First of all, defendants' failure to follow the prison policy (requiring allegations of sexual assault to be reported to prison officials and the alleged victim to be taken to an outside medical center) does not rise to the level of a due process violation protected by the United States Constitution. See Sweeton v. Brown, 27 F.3d 1162, 1165 (6th Cir. 1994) (State authorities "may have been required to follow their own procedural statutes and regulations on parole . . . as a matter of state law, but there is not now any viable legal theory by which [] state authorities are required to follow such procedural rules as a matter of federal due process."); see also Levine v. Torvik, 986 F.2d 1506, 1515 (6th Cir.1993) ("A state cannot be said to have a federal due process obligation to follow all of its procedures; such a system would result in the constitutionalizing of every state rule, and would not be administrable."). Since "[a] state statute cannot 'create' a federal constitutional right," Harrill v. Blount County, Tenn., 55 F.3d 1123, 1125 (6th Cir. 1995), by logical extension, neither can a prison policy (unless it violates the standard enunciated in Sandin v. Conner, 515 U.S. 472, 848 (1995) (Due process is violated only when an atypical and significant hardship, which is not a usual incident of prison life, is imposed on prisoner.)).
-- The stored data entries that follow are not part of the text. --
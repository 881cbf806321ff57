use std::collections::BTreeMap;

use serde_json::{json, Value};
use tracing::debug;

use super::{render, AttachmentOp, HandlerOutput};
use crate::error::{ApiError, NodeError, Result};
use crate::model::binary::BinaryData;
use crate::model::params::ItemParams;
use crate::payload::is_supplied;
use crate::transport::{ApiRequest, FileUpload, Transport, UploadContent};

/// Binary property the downloaded file is stored under.
pub const DOWNLOAD_PROPERTY: &str = "content";

pub async fn handle(
    op: AttachmentOp,
    transport: &dyn Transport,
    params: &ItemParams<'_>,
) -> Result<HandlerOutput> {
    match op {
        AttachmentOp::Get => list(transport, params).await.map(HandlerOutput::Json),
        AttachmentOp::Download => download(transport, params).await,
        AttachmentOp::Upload => upload(transport, params).await.map(HandlerOutput::Json),
    }
}

async fn list(transport: &dyn Transport, params: &ItemParams<'_>) -> Result<Value> {
    let card_id = params.positive_id("card_id", "Card")?;
    let response = transport
        .request(ApiRequest::get(format!("/cards/{card_id}/attachments")))
        .await?;
    Ok(response.body())
}

async fn download(transport: &dyn Transport, params: &ItemParams<'_>) -> Result<HandlerOutput> {
    let card_id = params.positive_id("card_id", "Card")?;
    let file_id = params
        .reference("filename")
        .map(|r| r.value)
        .filter(is_supplied)
        .map(|v| render(&v))
        .ok_or_else(|| NodeError::validation("Filename/ID not provided"))?;

    let metadata = transport
        .request(ApiRequest::get(format!("/cards/{card_id}/attachments/{file_id}")))
        .await
        .map_err(|e| {
            NodeError::operation(
                format!("Failed to fetch file metadata for ID \"{file_id}\""),
                e.to_string(),
            )
        })?;

    let info = metadata.envelope_data().cloned().unwrap_or(Value::Null);
    let link = info
        .get("link")
        .and_then(Value::as_str)
        .filter(|l| !l.is_empty())
        .ok_or_else(|| {
            ApiError::new(format!(
                "File URL not found in response for file ID {file_id} for card ID {card_id}"
            ))
            .with_description(metadata.raw_body.clone())
        })?;
    let file_name = info
        .get("file_name")
        .and_then(Value::as_str)
        .map(String::from);

    debug!(card_id, %file_id, "Downloading card attachment");
    let file = transport.download(link).await?;

    let mut binary = BTreeMap::new();
    binary.insert(
        DOWNLOAD_PROPERTY.to_string(),
        BinaryData::from_bytes(&file.bytes, file_name, file.mime_type),
    );
    Ok(HandlerOutput::Binary {
        json: json!({}),
        binary,
    })
}

async fn upload(transport: &dyn Transport, params: &ItemParams<'_>) -> Result<Value> {
    let card_id = params.positive_id("card_id", "Card")?;
    let property = params
        .non_empty_string("binaryFileData")
        .ok_or_else(|| NodeError::validation("Binary data not provided"))?;
    let binary = params.binary(&property).ok_or_else(|| {
        NodeError::validation(format!("This item has no binary property \"{property}\""))
    })?;

    let file_name = params
        .non_empty_string("filename")
        .or_else(|| binary.file_name.clone())
        .unwrap_or_else(|| property.clone());
    let content = match &binary.path {
        Some(path) => UploadContent::File(path.clone()),
        None => UploadContent::Buffer(binary.decode()?),
    };

    let uploaded = transport
        .upload(FileUpload {
            file_name,
            mime_type: binary.mime_type_or_default().to_string(),
            content,
        })
        .await?;

    let file = uploaded.resparray.first().cloned().ok_or_else(|| {
        NodeError::invalid_response(
            "Unexpected upload response format or empty resparray",
            serde_json::to_value(&uploaded).ok(),
        )
    })?;
    if file.status != "success" {
        return Err(ApiError::new(format!("Upload failed for file \"{}\"", file.file_name))
            .with_description(serde_json::to_string(&file).unwrap_or_default())
            .into());
    }

    let attached = transport
        .request(
            ApiRequest::post(format!("/cards/{card_id}/attachments"))
                .body(json!({ "file_name": file.file_name, "link": file.link })),
        )
        .await
        .map_err(|e| {
            NodeError::operation(
                format!("Failed to attach \"{}\" to card {card_id}", file.file_name),
                e.to_string(),
            )
        })?;
    Ok(attached.body())
}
Nor does plaintiff state a claim for an Eighth Amendment violation either. Given the nebulous nature of the contentions at issue here (i.e., plaintiff believed his cell door was left open by an officer to allow "a inmate(s)" to sexually assault him), it is unclear whether plaintiff has alleged that a "sufficiently serious" deprivation actually occurred, but if he has done so, he has not demonstrated deliberate indifference on the part of Corporal Robinson. After hearing plaintiff's assertions of sexual assault, this officer took plaintiff to the 'center core"part of the prison, where he was interviewed by a nurse concerning the alleged assault and referred for a psychological consultation. Plaintiff's sexual assault complaints were not ignored but, reading between the lines, were not found to be credible either. Not every allegation of assault, even one made by a free world citizen, need be accredited by the authorities, if an inquiry into the circumstances suggests otherwise. At any rate, defendant Robinson employed reasonable measures to lessen any risk of harm to plaintiff and the Eighth Amendment requires no more than this. Farmer, 511 U.S. at 847 (prison official who takes reasonable steps to abate a risk to an inmate's safety avoids liability).
V. Conclusion
Based on the above discussion, the Court finds that plaintiff has failed to state an arguable § 1983 claim against defendants. Fed. R. Civ. P. 12(b)(6). All pending motions are DENIED as MOOT, (Docs. 15-16). This case will be dismissed by separate order.